◆ The task: Return every line from the one with "children(&self, parent: &Element, locator: &Locator)" through the one with "pub async fn attribute(&self, element: &Element, name: &str)", inclusive, exactly as it appears below.

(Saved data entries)
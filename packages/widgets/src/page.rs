//! Browser handle shared by the widgets of one view.

use anyhow::Result;
use parking_lot::Mutex;
use std::{collections::HashMap, fmt, sync::Arc};

use crate::{
    browser::{Browser, Element, Locator},
    error::WidgetError,
};

/// Browser session plus the widget cache of a single view instance.
///
/// Clones share the cache, so every widget of a view sees the same resolved
/// elements until [`Page::flush_widget_cache`] is called. Only top-level
/// lookups are cached; lookups scoped to a parent element always hit the
/// browser.
#[derive(Clone)]
pub struct Page {
    browser: Arc<dyn Browser>,
    cache: Arc<Mutex<HashMap<Locator, Vec<Element>>>>,
}

impl fmt::Debug for Page {
    fn fmt(&self, f: &mut fmt::Formatter<'_>) -> fmt::Result {
        let cached = self.cache.lock().len();
        f.debug_struct("Page").field("cached", &cached).finish()
    }
}

impl Page {
    pub fn new(browser: Arc<dyn Browser>) -> Self {
        Self {
            browser,
            cache: Arc::new(Mutex::new(HashMap::new())),
        }
    }

    pub fn browser(&self) -> &Arc<dyn Browser> {
        &self.browser
    }

    pub async fn elements(&self, locator: &Locator) -> Result<Vec<Element>> {
        let cached = self.cache.lock().get(locator).cloned();
        if let Some(elements) = cached {
            return Ok(elements);
        }

        let found = self.browser.find_elements(locator, None).await?;
        if !found.is_empty() {
            self.cache.lock().insert(locator.clone(), found.clone());
        }
        Ok(found)
    }

    pub async fn element(&self, locator: &Locator) -> Result<Element> {
        self.elements(locator)
            .await?
            .into_iter()
            .next()
            .ok_or_else(|| {
                WidgetError::NoSuchElement {
                    locator: locator.clone(),
                }
                .into()
            })
    }

    pub async fn is_present(&self, locator: &Locator) -> Result<bool> {
        Ok(!self.elements(locator).await?.is_empty())
    }

    pub async fn children(&self, parent: &Element, locator: &Locator) -> Result<Vec<Element>> {
        self.browser.find_elements(locator, Some(parent)).await
    }

    pub async fn child(&self, parent: &Element, locator: &Locator) -> Result<Element> {
        self.children(parent, locator)
            .await?
            .into_iter()
            .next()
            .ok_or_else(|| {
                WidgetError::NoSuchElement {
                    locator: locator.clone(),
                }
                .into()
            })
    }

    /// Visible text of `element`, trimmed.
    pub async fn text(&self, element: &Element) -> Result<String> {
        Ok(self.browser.text(element).await?.trim().to_string())
    }

    pub async fn attribute(&self, element: &Element, name: &str) -> Result<Option<String>> {
        self.browser.attribute(element, name).await
    }

    pub async fn has_class(&self, element: &Element, class: &str) -> Result<bool> {
        Ok(self
            .attribute(element, "class")
            .await?
            .map(|classes| classes.split_whitespace().any(|c| c == class))
            .unwrap_or(false))
    }

    pub async fn click(&self, element: &Element) -> Result<()> {
        self.browser.click(element).await
    }

    /// Replace the content of an input element.
    pub async fn fill(&self, element: &Element, text: &str) -> Result<()> {
        self.browser.clear(element).await?;
        self.browser.send_keys(element, text).await
    }

    pub async fn goto(&self, url: &str) -> Result<()> {
        self.browser.goto(url).await?;
        self.flush_widget_cache();
        Ok(())
    }

    pub async fn refresh(&self) -> Result<()> {
        self.browser.refresh().await?;
        self.flush_widget_cache();
        Ok(())
    }

    pub fn flush_widget_cache(&self) {
        let mut cache = self.cache.lock();
        if !cache.is_empty() {
            log::debug!("Flushing {} cached widget lookup(s)", cache.len());
        }
        cache.clear();
    }
}

#[cfg(test)]
mod tests {
    use super::*;
    use async_trait::async_trait;
    use std::sync::atomic::{AtomicUsize, Ordering};

    #[derive(Default)]
    struct CountingBrowser {
        lookups: AtomicUsize,
        refreshes: AtomicUsize,
    }

    #[async_trait]
    impl Browser for CountingBrowser {
        async fn goto(&self, _url: &str) -> Result<()> {
            Ok(())
        }

        async fn refresh(&self) -> Result<()> {
            self.refreshes.fetch_add(1, Ordering::SeqCst);
            Ok(())
        }

        async fn find_elements(
            &self,
            locator: &Locator,
            _parent: Option<&Element>,
        ) -> Result<Vec<Element>> {
            let n = self.lookups.fetch_add(1, Ordering::SeqCst);
            if locator.as_str().contains("missing") {
                return Ok(vec![]);
            }
            Ok(vec![Element::new(format!("el-{n}"))])
        }

        async fn text(&self, element: &Element) -> Result<String> {
            Ok(format!("  {}  ", element.id()))
        }

        async fn attribute(&self, _element: &Element, name: &str) -> Result<Option<String>> {
            Ok((name == "class").then(|| "btn active".to_string()))
        }

        async fn click(&self, _element: &Element) -> Result<()> {
            Ok(())
        }

        async fn send_keys(&self, _element: &Element, _text: &str) -> Result<()> {
            Ok(())
        }

        async fn clear(&self, _element: &Element) -> Result<()> {
            Ok(())
        }

        async fn handle_alert(&self, _accept: bool) -> Result<bool> {
            Ok(false)
        }
    }

    #[tokio::test]
    async fn test_top_level_lookups_are_cached_until_flush() -> Result<()> {
        let browser = Arc::new(CountingBrowser::default());
        let page = Page::new(browser.clone());
        let title = Locator::xpath("//h1");

        let first = page.element(&title).await?;
        let second = page.element(&title).await?;
        assert_eq!(first, second);
        assert_eq!(browser.lookups.load(Ordering::SeqCst), 1);

        page.flush_widget_cache();
        let third = page.element(&title).await?;
        assert_ne!(first, third);
        assert_eq!(browser.lookups.load(Ordering::SeqCst), 2);
        Ok(())
    }

    #[tokio::test]
    async fn test_clones_share_cache_and_refresh_flushes() -> Result<()> {
        let browser = Arc::new(CountingBrowser::default());
        let page = Page::new(browser.clone());
        let shared = page.clone();
        let title = Locator::xpath("//h1");

        page.element(&title).await?;
        shared.element(&title).await?;
        assert_eq!(browser.lookups.load(Ordering::SeqCst), 1);

        shared.refresh().await?;
        page.element(&title).await?;
        assert_eq!(browser.refreshes.load(Ordering::SeqCst), 1);
        assert_eq!(browser.lookups.load(Ordering::SeqCst), 2);
        Ok(())
    }

    #[tokio::test]
    async fn test_missing_element_and_scoped_lookups() -> Result<()> {
        let browser = Arc::new(CountingBrowser::default());
        let page = Page::new(browser.clone());

        let err = page
            .element(&Locator::xpath("//missing"))
            .await
            .unwrap_err();
        assert!(matches!(
            err.downcast_ref::<WidgetError>(),
            Some(WidgetError::NoSuchElement { .. })
        ));
        assert!(!page.is_present(&Locator::xpath("//missing")).await?);

        let parent = page.element(&Locator::xpath("//table")).await?;
        let before = browser.lookups.load(Ordering::SeqCst);
        page.child(&parent, &Locator::xpath("./tr")).await?;
        page.child(&parent, &Locator::xpath("./tr")).await?;
        assert_eq!(browser.lookups.load(Ordering::SeqCst), before + 2);

        assert_eq!(page.text(&parent).await?, parent.id());
        assert!(page.has_class(&parent, "active").await?);
        assert!(!page.has_class(&parent, "act").await?);
        Ok(())
    }
}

◆ Output for this task:
    pub async fn children(&self, parent: &Element, locator: &Locator) -> Result<Vec<Element>> {
        self.browser.find_elements(locator, Some(parent)).await
    }

    pub async fn child(&self, parent: &Element, locator: &Locator) -> Result<Element> {
        self.children(parent, locator)
            .await?
            .into_iter()
            .next()
            .ok_or_else(|| {
                WidgetError::NoSuchElement {
                    locator: locator.clone(),
                }
                .into()
            })
    }

    /// Visible text of `element`, trimmed.
    pub async fn text(&self, element: &Element) -> Result<String> {
        Ok(self.browser.text(element).await?.trim().to_string())
    }

    pub async fn attribute(&self, element: &Element, name: &str) -> Result<Option<String>> {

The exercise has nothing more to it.